§ EXERCISE INSTRUCTIONS
Search the data below for the word "that" and report how many lines contain it. Nothing but the number is needed.

§ PROVIDED INFORMATION
┄┄┄┄┄┄
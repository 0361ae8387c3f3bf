//! The analysis pipeline.
//!
//! `bytes → Normalizer → FormatRecognizer → Classifier → filter → Aggregator`
//!
//! An [`Analyzer`] is built once from a [`RuleSet`] and options, holds no
//! per-call state, and can be shared across threads.

use std::sync::{Arc, LazyLock};

use serde::Deserialize;

use logsift_types::{Chunk, ClassifiedRecord, RawRecord, Summary};

use crate::aggregator::{Aggregator, DEFAULT_SAMPLE_CHARS, DEFAULT_SAMPLE_LIMIT};
use crate::chunk::{Chunker, DEFAULT_CHUNK_CHARS};
use crate::classifier::Classifier;
use crate::decode::Encoding;
use crate::error::{EncodingError, RuleError};
use crate::filter::RecordFilter;
use crate::normalizer::{ContinuationPolicy, DEFAULT_MAX_CONTINUATION_LINES, Normalizer};
use crate::recognizer::FormatRecognizer;
use crate::rules::RuleSet;

static DEFAULT_ANALYZER: LazyLock<Analyzer> = LazyLock::new(|| {
    Analyzer::new(RuleSet::default(), AnalyzerOptions::default())
        .expect("built-in analyzer configuration is valid")
});

/// Tunables for one [`Analyzer`]
#[derive(Clone, Debug, PartialEq, Eq, Deserialize)]
#[serde(default, deny_unknown_fields)]
pub struct AnalyzerOptions {
    /// Declared input encoding; sniffed from the BOM when unset
    pub encoding: Option<Encoding>,

    pub continuation: ContinuationPolicy,
    pub max_continuation_lines: usize,

    /// Sample messages kept per summary entry
    pub sample_limit: usize,
    pub sample_chars: usize,

    pub chunk_chars: usize,
    pub max_chunks: Option<usize>,
}

impl Default for AnalyzerOptions {
    fn default() -> Self {
        Self {
            encoding: None,
            continuation: ContinuationPolicy::default(),
            max_continuation_lines: DEFAULT_MAX_CONTINUATION_LINES,
            sample_limit: DEFAULT_SAMPLE_LIMIT,
            sample_chars: DEFAULT_SAMPLE_CHARS,
            chunk_chars: DEFAULT_CHUNK_CHARS,
            max_chunks: None,
        }
    }
}

/// Stateless log analyzer
#[derive(Clone, Debug)]
pub struct Analyzer {
    normalizer: Normalizer,
    recognizer: FormatRecognizer,
    classifier: Classifier,
    aggregator: Aggregator,
    chunker: Chunker,
    filter: Option<RecordFilter>,
    encoding: Option<Encoding>,
}

impl Analyzer {
    pub fn new(rules: RuleSet, options: AnalyzerOptions) -> Result<Self, RuleError> {
        let normalizer = Normalizer::new(&rules, options.continuation)?
            .with_max_continuation_lines(options.max_continuation_lines);
        let recognizer = FormatRecognizer::new(&rules)?;

        Ok(Self {
            normalizer,
            recognizer,
            classifier: Classifier::new(Arc::new(rules)),
            aggregator: Aggregator::new(options.sample_limit, options.sample_chars),
            chunker: Chunker::new(options.chunk_chars).with_max_chunks(options.max_chunks),
            filter: None,
            encoding: options.encoding,
        })
    }

    /// Drop records that do not pass `filter` before aggregation
    pub fn with_filter(mut self, filter: RecordFilter) -> Self {
        self.filter = (!filter.is_empty()).then_some(filter);
        self
    }

    /// Decode and split into records
    pub fn normalize(&self, bytes: &[u8]) -> Result<Vec<RawRecord>, EncodingError> {
        self.normalizer.normalize(bytes, self.encoding)
    }

    /// Every record of the input with its classification, in input order
    ///
    /// The record filter is not applied here.
    pub fn classify_all(&self, bytes: &[u8]) -> Result<Vec<ClassifiedRecord>, EncodingError> {
        let records = self.normalize(bytes)?;
        Ok(records
            .into_iter()
            .map(|raw| self.classifier.classify(self.recognizer.recognize(raw)))
            .collect())
    }

    /// Summarize `bytes`
    ///
    /// Fails only when the input cannot be decoded. Empty input yields an
    /// empty summary.
    pub fn analyze(&self, bytes: &[u8]) -> Result<Summary, EncodingError> {
        let records = self.classify_all(bytes)?;
        let summary = self.analyze_records(&records);

        tracing::debug!(
            bytes = bytes.len(),
            records = summary.total_records(),
            filtered_out = summary.filtered_out(),
            keys = summary.len(),
            "analyzed input"
        );
        Ok(summary)
    }

    /// Summarize records that were already classified
    pub fn analyze_records(&self, records: &[ClassifiedRecord]) -> Summary {
        let mut summary = match &self.filter {
            Some(filter) => self
                .aggregator
                .aggregate(records.iter().filter(|r| filter.matches(r))),
            None => self.aggregator.aggregate(records),
        };
        let kept = summary.total_count();
        summary.set_record_totals(records.len(), records.len() - kept);
        summary
    }

    /// Size-bounded chunks of the filtered records
    pub fn chunks(&self, bytes: &[u8]) -> Result<Vec<Chunk>, EncodingError> {
        let records = self.classify_all(bytes)?;
        Ok(self.chunk_records(&records))
    }

    pub fn chunk_records(&self, records: &[ClassifiedRecord]) -> Vec<Chunk> {
        match &self.filter {
            Some(filter) => {
                let kept: Vec<ClassifiedRecord> = records
                    .iter()
                    .filter(|r| filter.matches(r))
                    .cloned()
                    .collect();
                self.chunker.chunk(&kept)
            }
            None => self.chunker.chunk(records),
        }
    }
}

impl Default for Analyzer {
    fn default() -> Self {
        DEFAULT_ANALYZER.clone()
    }
}

/// Analyze with the built-in rules and default options
pub fn analyze(bytes: &[u8]) -> Result<Summary, EncodingError> {
    DEFAULT_ANALYZER.analyze(bytes)
}
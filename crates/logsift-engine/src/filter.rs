use regex::{Regex, RegexBuilder};
use std::collections::HashSet;

use logsift_types::{ClassifiedRecord, ErrorType};

/// Selects which classified records reach aggregation
///
/// A record passes when its type is in the kept set (an empty set keeps every
/// type) and its raw text matches the pattern, or fails to match it when the
/// filter excludes text.
#[derive(Clone, Debug, Default)]
pub struct RecordFilter {
    text: Option<Regex>,
    exclude_text: bool,
    types: HashSet<ErrorType>,
}

impl RecordFilter {
    /// Keep records whose raw text matches `pattern`, ignoring case
    pub fn text(pattern: &str) -> Result<Self, regex::Error> {
        let text = RegexBuilder::new(pattern).case_insensitive(true).build()?;
        Ok(Self {
            text: Some(text),
            ..Self::default()
        })
    }

    /// Drop records whose text matches instead of keeping them
    pub fn excluding_text(mut self) -> Self {
        self.exclude_text = true;
        self
    }

    pub fn with_types(mut self, types: HashSet<ErrorType>) -> Self {
        self.types = types;
        self
    }

    /// Keep types at least as severe as `min`. `UNKNOWN` is never included.
    pub fn at_least(self, min: ErrorType) -> Self {
        let types = ErrorType::ALL
            .into_iter()
            .filter(|t| *t != ErrorType::Unknown && t.rank() >= min.rank())
            .collect();
        self.with_types(types)
    }

    pub fn matches(&self, record: &ClassifiedRecord) -> bool {
        if !self.types.is_empty() && !self.types.contains(&record.error_type) {
            return false;
        }
        self.text
            .as_ref()
            .is_none_or(|re| re.is_match(record.raw_text()) != self.exclude_text)
    }

    /// True when every record passes
    pub fn is_empty(&self) -> bool {
        self.text.is_none() && self.types.is_empty()
    }
}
┄┄┄┄┄┄
§ RESULT OF THE EXERCISE
2